TASK PROMPT: Go through the listing and copy each line with the string "tanh".

EXTRACTED RECORDS:

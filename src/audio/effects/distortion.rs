//! Waveshaping distortion

use serde::{Deserialize, Serialize};
use serde_json::{json, Value};

use super::effect::{param_f32, unknown_param, Effect, EffectParams};
use crate::audio::{db_to_linear, AudioBuffer};
use crate::error::{Result, SolfaError};
use crate::impl_effect_common;

/// Transfer curve
#[derive(Debug, Clone, Copy, PartialEq, Eq, Default, Serialize, Deserialize)]
#[serde(rename_all = "snake_case")]
pub enum DistortionCurve {
    /// tanh saturation
    #[default]
    Soft,
    /// x / (1 + |x|) after gain
    Fuzz,
    /// Clamp to [-1, 1] after gain
    Hard,
}

impl DistortionCurve {
    pub fn as_str(&self) -> &'static str {
        match self {
            DistortionCurve::Soft => "soft",
            DistortionCurve::Fuzz => "fuzz",
            DistortionCurve::Hard => "hard",
        }
    }

    pub fn from_name(name: &str) -> Option<Self> {
        match name.to_lowercase().as_str() {
            "soft" => Some(DistortionCurve::Soft),
            "fuzz" => Some(DistortionCurve::Fuzz),
            "hard" => Some(DistortionCurve::Hard),
            _ => None,
        }
    }

    #[inline]
    pub fn shape(self, x: f32, drive: f32) -> f32 {
        match self {
            DistortionCurve::Soft => (x * (1.0 + drive * 4.0)).tanh(),
            DistortionCurve::Fuzz => {
                let driven = x * (1.0 + drive * 3.0);
                driven / (1.0 + driven.abs())
            }
            DistortionCurve::Hard => (x * (1.0 + drive * 10.0)).clamp(-1.0, 1.0),
        }
    }
}

/// Distortion effect
#[derive(Debug, Clone)]
pub struct Distortion {
    params: EffectParams,
    curve: DistortionCurve,
    /// Drive amount (0-1)
    drive: f32,
    /// Wet proportion (0-1)
    mix: f32,
    /// Output gain in dB (-24 to +12)
    output_db: f32,
}

impl Distortion {
    pub fn new(curve: DistortionCurve, drive: f32) -> Self {
        Self {
            params: EffectParams::default(),
            curve,
            drive: drive.clamp(0.0, 1.0),
            mix: 1.0,
            output_db: 0.0,
        }
    }

    pub fn curve(&self) -> DistortionCurve {
        self.curve
    }

    pub fn drive(&self) -> f32 {
        self.drive
    }

    pub fn set_drive(&mut self, drive: f32) {
        self.drive = drive.clamp(0.0, 1.0);
    }

    pub fn set_mix(&mut self, mix: f32) {
        self.mix = mix.clamp(0.0, 1.0);
    }

    pub fn set_output_db(&mut self, db: f32) {
        self.output_db = db.clamp(-24.0, 12.0);
    }
}

impl Default for Distortion {
    fn default() -> Self {
        Self::new(DistortionCurve::Soft, 0.5)
    }
}

impl Effect for Distortion {
    impl_effect_common!(Distortion, "distortion", "Distortion");

    fn process(&mut self, buffer: &mut AudioBuffer) {
        if !self.params.enabled {
            return;
        }
        let output_gain = db_to_linear(self.output_db);
        let (curve, drive, mix) = (self.curve, self.drive, self.mix);
        for channel in &mut buffer.samples {
            for sample in channel.iter_mut() {
                let wet = curve.shape(*sample, drive);
                *sample = (*sample * (1.0 - mix) + wet * mix) * output_gain;
            }
        }
    }

    fn prepare(&mut self, _sample_rate: u32, _max_block_size: usize) {}

    fn reset(&mut self) {}

    fn get_params(&self) -> Value {
        json!({
            "id": self.params.id,
            "enabled": self.params.enabled,
            "curve": self.curve.as_str(),
            "drive": self.drive,
            "mix": self.mix,
            "output_db": self.output_db,
        })
    }

    fn set_param(&mut self, name: &str, value: &Value) -> Result<()> {
        match name {
            "curve" => {
                self.curve = value
                    .as_str()
                    .and_then(DistortionCurve::from_name)
                    .ok_or_else(|| SolfaError::InvalidParameter {
                        name: name.to_string(),
                        reason: format!("unknown curve {}", value),
                    })?;
            }
            "drive" => self.set_drive(param_f32(name, value)?),
            "mix" => self.set_mix(param_f32(name, value)?),
            "output_db" => self.set_output_db(param_f32(name, value)?),
            "enabled" => self.params.enabled = value.as_bool().unwrap_or(true),
            _ => return Err(unknown_param(self.effect_type(), name)),
        }
        Ok(())
    }
}

#[cfg(test)]
mod tests {
    use super::*;
    use crate::audio::ChannelLayout;
    use test_case::test_case;

    #[test_case(DistortionCurve::Soft)]
    #[test_case(DistortionCurve::Fuzz)]
    #[test_case(DistortionCurve::Hard)]
    fn test_curves_are_bounded_and_odd(curve: DistortionCurve) {
        for i in -100..=100 {
            let x = i as f32 / 10.0;
            let y = curve.shape(x, 1.0);
            assert!(y.abs() <= 1.0);
            assert!((curve.shape(-x, 1.0) + y).abs() < 1e-6);
        }
    }

    #[test]
    fn test_drive_compresses_peaks() {
        let mut distortion = Distortion::new(DistortionCurve::Hard, 1.0);
        let mut buffer =
            AudioBuffer::from_interleaved(&[0.5, -0.5, 0.05, -0.05], ChannelLayout::Stereo, 48000)
                .unwrap();
        distortion.process(&mut buffer);
        assert_eq!(buffer.samples[0][0], 1.0);
        assert_eq!(buffer.samples[1][0], -1.0);
        assert!((buffer.samples[0][1] - 0.55).abs() < 1e-6);
        assert!((buffer.samples[1][1] + 0.55).abs() < 1e-6);
    }

    #[test]
    fn test_zero_mix_is_dry() {
        let mut distortion = Distortion::default();
        distortion.set_mix(0.0);
        let mut buffer =
            AudioBuffer::from_interleaved(&[0.3, 0.3], ChannelLayout::Stereo, 48000).unwrap();
        distortion.process(&mut buffer);
        assert!((buffer.samples[0][0] - 0.3).abs() < 1e-6);
    }
}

RESPONSE TO THE EXERCISE:
    /// tanh saturation
            DistortionCurve::Soft => (x * (1.0 + drive * 4.0)).tanh(),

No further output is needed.